Sunday, February 24, 2008

Lunar eclipse and impact monitoring

One of the cooler things going on on the Marshall campus (well, ok, except for making ginormous rockets...) is the Lunar Impact Monitoring project. It is part of the NASA Meteoroid Environment Office (MEO) here at MSFC to characterize meteoroid environments for spacecraft engineering and operations. The Automated Lunar and Meteor Observatory (ALaMO) watches dark areas of the moon and looks for bright flashes caused by meteor impacts. ALaMO consists of two telescopes here at MSFC and one in Georgia, all simultaneously monitoring the same area on the Moon. Having the two here allows you to check whether a flash appears in both telescopes to make sure it's not just a random bright pixel on the CCD, like a cosmic ray hit. Having the one in Georgia means you can use parallax to make sure the flash is very far away - glints off of satellites or orbital debris are too close to show up in both states at the same time.

Knowing the meteoroid flux on the Moon and modeling how much debris the impacts kick up is important when you want to build a lunar base, spacesuit, or emergency shelter. If the major danger is from high-velocity primary meteoroid impacts, then you want to have an outer layer of material that takes the brunt of the hit and breaks up the primary so that the inner layer can absorb smaller broken up pieces. But, if there is more danger from the ejecta of these small impacts, the design would be very different and the difference translates to mass and cost uncertainties in design. The present lunar impact flux is also scientifically interesting, as it represents the very small end of the Near Earth Object (NEO) population. The ALaMO sees impacts from roughy fist-sized pieces of debris, most of it already in orbits that intersect the Earth-Moon orbit (NEOs). Extrapolating up to larger sizes is another data point in understanding what debris is nearby our home.
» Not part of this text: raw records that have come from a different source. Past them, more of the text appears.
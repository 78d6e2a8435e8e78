//! Forecast document client.
//!
//! Each city has a static JSON document at `{base_url}/{city_id}-response.json`
//! holding several days of hourly readings.

use chrono::NaiveDate;
use reqwest::header::{HeaderMap, HeaderValue, USER_AGENT};
use serde::Deserialize;

use crate::cities::City;
use crate::errors::AppError;
use crate::models::{CityForecast, Condition, DayForecast, HourlyReading};

/// Client for the forecast document API.
#[derive(Debug, Clone)]
pub struct WeatherClient {
    client: reqwest::Client,
    base_url: String,
    user_agent: String,
}

// --- JSON response types ---

#[derive(Debug, Deserialize)]
struct ForecastResponse {
    geo_object: Option<GeoObject>,
    forecasts: Vec<ForecastDay>,
}

#[derive(Debug, Deserialize)]
struct GeoObject {
    province: Option<Province>,
}

#[derive(Debug, Deserialize)]
struct Province {
    name: Option<String>,
}

#[derive(Debug, Deserialize)]
struct ForecastDay {
    date: NaiveDate,
    #[serde(default)]
    hours: Vec<ForecastHour>,
}

#[derive(Debug, Deserialize)]
struct ForecastHour {
    hour: RawHour,
    temp: i32,
    condition: Condition,
}

/// The provider sends `"hour": "7"`; plain numbers are accepted too.
#[derive(Debug, Deserialize)]
#[serde(untagged)]
enum RawHour {
    Number(i64),
    Text(String),
}

impl RawHour {
    fn to_hour(&self) -> Result<u8, String> {
        let hour = match self {
            RawHour::Number(n) => *n,
            RawHour::Text(s) => s
                .trim()
                .parse::<i64>()
                .map_err(|_| format!("invalid hour '{}'", s))?,
        };
        u8::try_from(hour)
            .ok()
            .filter(|h| *h <= 23)
            .ok_or_else(|| format!("hour {} out of range", hour))
    }
}

impl WeatherClient {
    pub fn new(base_url: &str, user_agent: &str) -> Self {
        let client = reqwest::Client::builder()
            .build()
            .expect("Failed to build HTTP client");
        Self {
            client,
            base_url: base_url.trim_end_matches('/').to_string(),
            user_agent: user_agent.to_string(),
        }
    }

    /// Fetch and parse the forecast document for one city.
    pub async fn get_forecast(&self, city: &City) -> Result<CityForecast, AppError> {
        let url = format!("{}/{}-response.json", self.base_url, city.api_id);

        let mut headers = HeaderMap::new();
        headers.insert(
            USER_AGENT,
            HeaderValue::from_str(&self.user_agent)
                .map_err(|e| AppError::ExternalService(format!("Invalid User-Agent: {}", e)))?,
        );

        let response = self
            .client
            .get(&url)
            .headers(headers)
            .send()
            .await
            .map_err(|e| AppError::ExternalService(format!("request for {} failed: {}", city.name, e)))?;

        if response.status() == reqwest::StatusCode::NOT_FOUND {
            return Err(AppError::UnknownCity(city.name.clone()));
        }

        if !response.status().is_success() {
            return Err(AppError::ExternalService(format!(
                "forecast API returned HTTP {} for {}",
                response.status(),
                city.name
            )));
        }

        let body: ForecastResponse = response.json().await.map_err(|e| {
            AppError::ExternalService(format!("forecast JSON parse error for {}: {}", city.name, e))
        })?;

        Ok(into_city_forecast(&city.name, body))
    }
}

/// Convert the wire document into the typed forecast.
///
/// A day with an unreadable hour is dropped on its own; the rest of the
/// city's days are kept.
fn into_city_forecast(city: &str, body: ForecastResponse) -> CityForecast {
    let province = body
        .geo_object
        .and_then(|g| g.province)
        .and_then(|p| p.name);

    let mut days = Vec::with_capacity(body.forecasts.len());
    for day in body.forecasts {
        let hours: Result<Vec<HourlyReading>, String> = day
            .hours
            .into_iter()
            .map(|h| {
                Ok(HourlyReading {
                    hour: h.hour.to_hour()?,
                    temperature: h.temp,
                    condition: h.condition,
                })
            })
            .collect();

        match hours {
            Ok(hours) => days.push(DayForecast {
                date: day.date,
                hours,
            }),
            Err(e) => tracing::warn!(
                "Malformed hour for city '{}' on {}: {}, date excluded",
                city,
                day.date,
                e
            ),
        }
    }

    CityForecast {
        city: city.to_string(),
        province,
        days,
    }
}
During the lunar eclipse a couple weeks ago, we went out with some local TV crews to talk about the eclipse and general Moon stuff. We intended to use the ALaMO as a backdrop because it looks cool - but the MEO people were there and observing during the eclipse too. Thougheclipses happens during a full, bright moon, which is normally exactly NOT when ALaMO can observe, the few hours of darkness during eclipses enable observation of debris coming from the sunward direction - usually unobservable the rest of the year. How cool is that?
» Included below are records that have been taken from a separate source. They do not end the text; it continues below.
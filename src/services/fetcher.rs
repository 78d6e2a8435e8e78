//! Concurrent per-city forecast fetching.
//!
//! Every city gets exactly one attempt. Requests run on a bounded pool
//! (`buffer_unordered`), a failing city never cancels its siblings, and the
//! call returns only once every city has either a forecast or an error.

use futures::stream::{self, StreamExt};

use crate::cities::City;
use crate::errors::AppError;
use crate::models::CityForecast;
use crate::services::weather_api::WeatherClient;

/// Result of the single fetch attempt for one city.
#[derive(Debug)]
pub struct FetchOutcome {
    pub city: String,
    pub result: Result<CityForecast, AppError>,
}

/// Fetch every city's forecast with at most `concurrency` requests in flight.
///
/// The returned outcomes are sorted by city name, so nothing downstream can
/// observe completion order.
pub async fn fetch_all(
    client: &WeatherClient,
    cities: &[City],
    concurrency: usize,
) -> Vec<FetchOutcome> {
    let mut outcomes: Vec<FetchOutcome> = stream::iter(cities.iter().cloned())
        .map(|city| {
            let client = client.clone();
            async move {
                let result = client.get_forecast(&city).await;
                match &result {
                    Ok(forecast) => tracing::info!(
                        "Fetched forecast for {} ({}, {} days)",
                        city.name,
                        forecast.province.as_deref().unwrap_or("unknown province"),
                        forecast.days.len()
                    ),
                    Err(e) => tracing::error!("Fetching forecast for {} failed: {}", city.name, e),
                }
                FetchOutcome {
                    city: city.name,
                    result,
                }
            }
        })
        .buffer_unordered(concurrency.max(1))
        .collect()
        .await;

    outcomes.sort_by(|a, b| a.city.cmp(&b.city));
    outcomes
}

#[cfg(test)]
mod tests {
    use super::*;
    use wiremock::matchers::{method, path};
    use wiremock::{Mock, MockServer, ResponseTemplate};

    fn document(temp: i32) -> serde_json::Value {
        serde_json::json!({
            "forecasts": [
                { "date": "2022-05-26", "hours": [{ "hour": "12", "temp": temp, "condition": "clear" }] }
            ]
        })
    }

    #[tokio::test]
    async fn test_fetch_all_isolates_failures() {
        let server = MockServer::start().await;
        Mock::given(method("GET"))
            .and(path("/paris-response.json"))
            .respond_with(ResponseTemplate::new(200).set_body_json(document(20)))
            .mount(&server)
            .await;
        Mock::given(method("GET"))
            .and(path("/roma-response.json"))
            .respond_with(ResponseTemplate::new(200).set_body_json(document(25)))
            .mount(&server)
            .await;
        Mock::given(method("GET"))
            .and(path("/cairo-response.json"))
            .respond_with(ResponseTemplate::new(500))
            .mount(&server)
            .await;

        let client = WeatherClient::new(&server.uri(), "test-agent");
        let cities = vec![
            City::new("ROMA", "roma"),
            City::new("CAIRO", "cairo"),
            City::new("PARIS", "paris"),
        ];

        let outcomes = fetch_all(&client, &cities, 2).await;

        let names: Vec<&str> = outcomes.iter().map(|o| o.city.as_str()).collect();
        assert_eq!(names, vec!["CAIRO", "PARIS", "ROMA"]);
        assert!(outcomes[0].result.is_err());
        assert!(outcomes[1].result.is_ok());
        assert!(outcomes[2].result.is_ok());
    }

    #[tokio::test]
    async fn test_fetch_all_one_request_per_city() {
        let server = MockServer::start().await;
        Mock::given(method("GET"))
            .respond_with(ResponseTemplate::new(500))
            .expect(3)
            .mount(&server)
            .await;

        let client = WeatherClient::new(&server.uri(), "test-agent");
        let cities = vec![
            City::new("A", "a"),
            City::new("B", "b"),
            City::new("C", "c"),
        ];

        // Zero is clamped to a pool of one.
        let outcomes = fetch_all(&client, &cities, 0).await;
        assert_eq!(outcomes.len(), 3);
        assert!(outcomes.iter().all(|o| o.result.is_err()));
    }

    #[tokio::test]
    async fn test_fetch_all_empty() {
        let client = WeatherClient::new("http://127.0.0.1:9", "test-agent");
        assert!(fetch_all(&client, &[], 4).await.is_empty());
    }
}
Wednesday, February 20, 2008

Lunar satellites!

I mentioned a couple of posts ago that I'd tell you more about all the other satellites on their way to the Moon. Well, we turned that effort into a nice little story for Science@NASA that you can check out, complete with links.

Alternatively, here's a quick guide to the instrumentation that's going to fly:

Monday, February 04, 2008

Finally, a real lunar program

i didn't realize how long it had been since my last post, sorry everyone! I had a great Christmas/New Years/Solstice holidays here in Huntsville and then we took a couple weeks off in January for an actual (well-deserved) vacation.

OK, so today there is big big news in the lunar arena. The President's 2009 budget request for NASA came out and there were many briefings to attend about it (may I just opine, Shana Dale is a really good presenter). The news isn't bad, but certainly NASA didn't get anything more. It's basically keeping up with inflation.

One interesting thing is that Associate Administrator for Science, Alan Stern, is making good on his desire to see a series of lunar science missions. Though it may seem patterned after NASA's wildly successful Mars Exploration Program, the lunar program is considerable smaller, both in resources and capabilities. But with LRO and LCROSS next year, the Discovery mission GRAIL in 2011, a new Ames/Goddard smallsat (LADEE - Lunar Atmospheres and Dust and something with two e's) piggybacked onto the GRAIL launch, and 2 new lunar microlanders to be launched by 2014, we arguably have a lunar exploration program going. And of course, every program needs a management office. It so happens that the Lunar program office will be based here at MSFC!

We're still working to digest what it all means, but I am excited to be here right now!